Tra chi mi legge, più di una donna ha subito violenze dal partner. E' sufficiente ascoltare i racconti per capire che la violenza si insinua nella vittima come un cancro. Dapprima “è solo uno schiaffo”. Ma la vittima decide che per uno schiaffo non vale la pena chiudere un rapporto. “Può scappare”. Il problema è che quello schiaffo poi diventa più violento, poi arriva il calcio, poi arriva il pugno, in un escalation che, se non frenata, può diventare addirittura fatale. Ma il problema è a monte. Se la vittima avesse lasciato il partner al primo schiaffo, ciò non sarebbe accaduto. Consentendoglielo, il partner ha capito che esistono dei limiti che possono essere violati. Col consenso della vittima. Se tutto quello che sta accadendo in questo paese da due anni e mezzo fosse stato istantaneo, si può stare certi che per quanto il potere possa controllare militarmente i mezzi di comunicazione, di informazione e di infotainment, non ci sarebbe stata questa passività o perlomeno si sarebbe colta la violenza a cui siamo sottoposti da un anno e mezzo. Invece il tutto è stato inoculato a piccole dosi, costanti. In un perenne vai e vieni, stop and go. Che molti chiamano, secondo un'espressione molto di moda, finestre di Overton e io ben più rozzamente definisco "rana nell’ebollitore". Abbiamo accettato passivamente che politici violenti cancellassero progressivamente quei dettami costituzionali che teoricamente, avrebbero dovuto porvi freno.
Chi si è vaccinato non per paura di ammalarsi – in quel caso, non condivido ma rispetto – ma solo per tornare a godere delle libertà sottratte, farà presto una tragica scoperta: avendo accettato di farsi schiaffeggiare dal potere, presto lo schiaffo diventerà pugno. Poi diventerà calcio. Poi diventerà violenza furia, cieca, botte. Fino alla morte. E il sistema di potere non ammetterà la propria violenza, perché, come molti violenti, è convinto di fare del bene. Non è violento, è la vittima che provoca. Alle vittime della fantomatica violenza maschile chiedo: non vi ricorda qualcuno?

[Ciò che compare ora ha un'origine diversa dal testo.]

//! Health probe client for the container HEALTHCHECK.
//!
//! `unbanbot healthcheck` replaces `curl -f` in the image: one GET against
//! the health endpoint, exit status 0 on HTTP 200 within the timeout and 1
//! otherwise. `--watch` keeps probing and applies the same interval, start
//! period and retry rules as the container runtime via [`HealthTracker`].

use std::time::{Duration, Instant};

use crate::config::{
    DEFAULT_HEALTH_URL, DEFAULT_PORT, HEALTHCHECK_INTERVAL_SECS, HEALTHCHECK_RETRIES, HEALTHCHECK_START_PERIOD_SECS,
    HEALTHCHECK_TIMEOUT_SECS, HEALTH_PATH,
};

/// Error type for a failed probe
#[derive(Debug, thiserror::Error)]
pub enum ProbeError {
    #[error("Failed to create HTTP client: {0}")]
    Client(String),

    #[error("Health check timed out after {}s", .0.as_secs_f32())]
    Timeout(Duration),

    #[error("Health check request failed: {0}")]
    Request(String),

    #[error("Health check returned HTTP {0}")]
    Status(u16),

    #[error("Service became unhealthy after {0} consecutive failures")]
    Unhealthy(u32),
}

/// Probe scheduling rules.
#[derive(Debug, Clone, Copy, PartialEq, Eq)]
pub struct HealthPolicy {
    pub interval: Duration,
    pub timeout: Duration,
    pub start_period: Duration,
    pub retries: u32,
}

impl Default for HealthPolicy {
    fn default() -> Self {
        Self {
            interval: Duration::from_secs(HEALTHCHECK_INTERVAL_SECS),
            timeout: Duration::from_secs(HEALTHCHECK_TIMEOUT_SECS),
            start_period: Duration::from_secs(HEALTHCHECK_START_PERIOD_SECS),
            retries: HEALTHCHECK_RETRIES,
        }
    }
}

#[derive(Debug, Clone, Copy, PartialEq, Eq)]
pub enum HealthState {
    Starting,
    Healthy,
    Unhealthy,
}

impl HealthState {
    pub fn as_str(&self) -> &'static str {
        match self {
            HealthState::Starting => "starting",
            HealthState::Healthy => "healthy",
            HealthState::Unhealthy => "unhealthy",
        }
    }
}

/// Health state machine driven by probe outcomes.
///
/// Failures inside the start period are not counted while the service has
/// never been healthy. After that, `retries` consecutive failures mark it
/// unhealthy and any success resets the streak.
#[derive(Debug, Clone)]
pub struct HealthTracker {
    policy: HealthPolicy,
    state: HealthState,
    failing_streak: u32,
}

impl HealthTracker {
    pub fn new(policy: HealthPolicy) -> Self {
        Self {
            policy,
            state: HealthState::Starting,
            failing_streak: 0,
        }
    }

    pub fn state(&self) -> HealthState {
        self.state
    }

    pub fn failing_streak(&self) -> u32 {
        self.failing_streak
    }

    /// Record one probe outcome, `since_start` measured from container start.
    pub fn record(&mut self, healthy: bool, since_start: Duration) -> HealthState {
        if healthy {
            self.failing_streak = 0;
            self.state = HealthState::Healthy;
        } else if self.state == HealthState::Starting && since_start < self.policy.start_period {
            // grace period
        } else {
            self.failing_streak += 1;
            if self.failing_streak >= self.policy.retries {
                self.state = HealthState::Unhealthy;
            }
        }
        self.state
    }
}

/// `http://127.0.0.1:{port}/health`
pub fn default_health_url(port: Option<u16>) -> String {
    match port {
        Some(port) if port != DEFAULT_PORT => format!("http://127.0.0.1:{}{}", port, HEALTH_PATH),
        _ => DEFAULT_HEALTH_URL.to_string(),
    }
}

pub fn build_client() -> Result<reqwest::Client, ProbeError> {
    reqwest::Client::builder()
        .build()
        .map_err(|e| ProbeError::Client(e.to_string()))
}

/// Run a single probe. Only HTTP 200 counts as healthy.
pub async fn probe(client: &reqwest::Client, url: &str, timeout: Duration) -> Result<(), ProbeError> {
    let response = client
        .get(url)
        .timeout(timeout)
        .send()
        .await
        .map_err(|e| {
            if e.is_timeout() {
                ProbeError::Timeout(timeout)
            } else {
                ProbeError::Request(e.to_string())
            }
        })?;

    let status = response.status();
    if status == reqwest::StatusCode::OK {
        Ok(())
    } else {
        Err(ProbeError::Status(status.as_u16()))
    }
}

/// Probe repeatedly until the service becomes unhealthy.
pub async fn watch(client: &reqwest::Client, url: &str, policy: HealthPolicy) -> ProbeError {
    let started = Instant::now();
    let mut tracker = HealthTracker::new(policy);

    loop {
        let outcome = probe(client, url, policy.timeout).await;
        let previous = tracker.state();
        let state = tracker.record(outcome.is_ok(), started.elapsed());

        if let Err(e) = &outcome {
            tracing::warn!(
                error = %e,
                state = state.as_str(),
                failing_streak = tracker.failing_streak(),
                "Health probe failed"
            );
        }
        if state != previous {
            tracing::info!(from = previous.as_str(), to = state.as_str(), "Health state changed");
        }
        if state == HealthState::Unhealthy {
            return ProbeError::Unhealthy(tracker.failing_streak());
        }

        tokio::time::sleep(policy.interval).await;
    }
}
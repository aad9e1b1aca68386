//! Health probe tests against real listeners.
//!
//! Each test binds an ephemeral port on 127.0.0.1 and serves either the real
//! router or a stub health route, then probes it over TCP.
//!
//! Run with: cargo test --test probe
use std::net::SocketAddr;
use std::sync::Arc;
use std::time::Duration;

use axum::http::StatusCode;
use axum::routing::get;
use axum::Router;

use unbanbot::bot::Bot;
use unbanbot::config::AppConfig;
use unbanbot::probe::{self, HealthPolicy, ProbeError};
use unbanbot::routes::create_router;
use unbanbot::state::AppState;
use unbanbot::telegram::MockTelegram;

async fn serve(app: Router) -> SocketAddr {
    let listener = tokio::net::TcpListener::bind("127.0.0.1:0").await.unwrap();
    let addr = listener.local_addr().unwrap();
    tokio::spawn(async move {
        axum::serve(listener, app).await.unwrap();
    });
    addr
}

fn health_url(addr: SocketAddr) -> String {
    format!("http://{}/health", addr)
}

fn app() -> Router {
    let config = Arc::new(
        AppConfig::from_sources(None, |key| match key {
            "BOT_TOKEN" => Some("123456789:probe".to_string()),
            "CHANNEL_ID" => Some("-100".to_string()),
            _ => None,
        })
        .unwrap(),
    );
    let bot = Bot::new(Arc::new(MockTelegram::new()), config.clone());
    create_router(AppState::new(config, bot))
}

fn fast_policy() -> HealthPolicy {
    HealthPolicy {
        interval: Duration::from_millis(10),
        timeout: Duration::from_millis(200),
        start_period: Duration::ZERO,
        retries: 3,
    }
}

#[tokio::test]
async fn test_probe_healthy_service() {
    let addr = serve(app()).await;
    let client = probe::build_client().unwrap();

    probe::probe(&client, &health_url(addr), Duration::from_secs(3))
        .await
        .expect("service should be healthy while the bot is still starting");
}

#[tokio::test]
async fn test_probe_non_200_is_unhealthy() {
    let stub = Router::new().route("/health", get(|| async { StatusCode::SERVICE_UNAVAILABLE }));
    let addr = serve(stub).await;
    let client = probe::build_client().unwrap();

    let err = probe::probe(&client, &health_url(addr), Duration::from_secs(3))
        .await
        .unwrap_err();
    assert!(matches!(err, ProbeError::Status(503)));
}

#[tokio::test]
async fn test_probe_connection_refused() {
    // Bind and drop to find a port nothing listens on
    let listener = tokio::net::TcpListener::bind("127.0.0.1:0").await.unwrap();
    let addr = listener.local_addr().unwrap();
    drop(listener);

    let client = probe::build_client().unwrap();
    let err = probe::probe(&client, &health_url(addr), Duration::from_secs(3))
        .await
        .unwrap_err();
    assert!(matches!(err, ProbeError::Request(_)));
}

#[tokio::test]
async fn test_probe_timeout() {
    let stub = Router::new().route(
        "/health",
        get(|| async {
            tokio::time::sleep(Duration::from_secs(5)).await;
            "late"
        }),
    );
    let addr = serve(stub).await;
    let client = probe::build_client().unwrap();

    let err = probe::probe(&client, &health_url(addr), Duration::from_millis(100))
        .await
        .unwrap_err();
    assert!(matches!(err, ProbeError::Timeout(_)));
}

#[tokio::test]
async fn test_watch_reports_unhealthy_after_retries() {
    let stub = Router::new().route("/health", get(|| async { StatusCode::INTERNAL_SERVER_ERROR }));
    let addr = serve(stub).await;
    let client = probe::build_client().unwrap();

    let err = tokio::time::timeout(
        Duration::from_secs(5),
        probe::watch(&client, &health_url(addr), fast_policy()),
    )
    .await
    .expect("watch should give up after three failures");
    assert!(matches!(err, ProbeError::Unhealthy(3)));
}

La realtà è che molte vittime sono colpevoli di ciò che un partner violento fa loro. Perché si mettono nelle condizioni di dipendere da lui e non inseguono invece un'indipendenza personale, perché non si ribellano al primo schiaffo, proprio come i cittadini si sarebbero dovuti ribellare al primo lockdown, perché non si iscrivono a dei corsi dove imparano l'autodifesa e dunque a neutralizzare la violenza (di chiunque), perché lo stato - ben interessato a mantenere vivo e incompreso il fenomeno e succube dunque chi ne è vittima - non investe sulla capacità del cittadino di autodifendersi.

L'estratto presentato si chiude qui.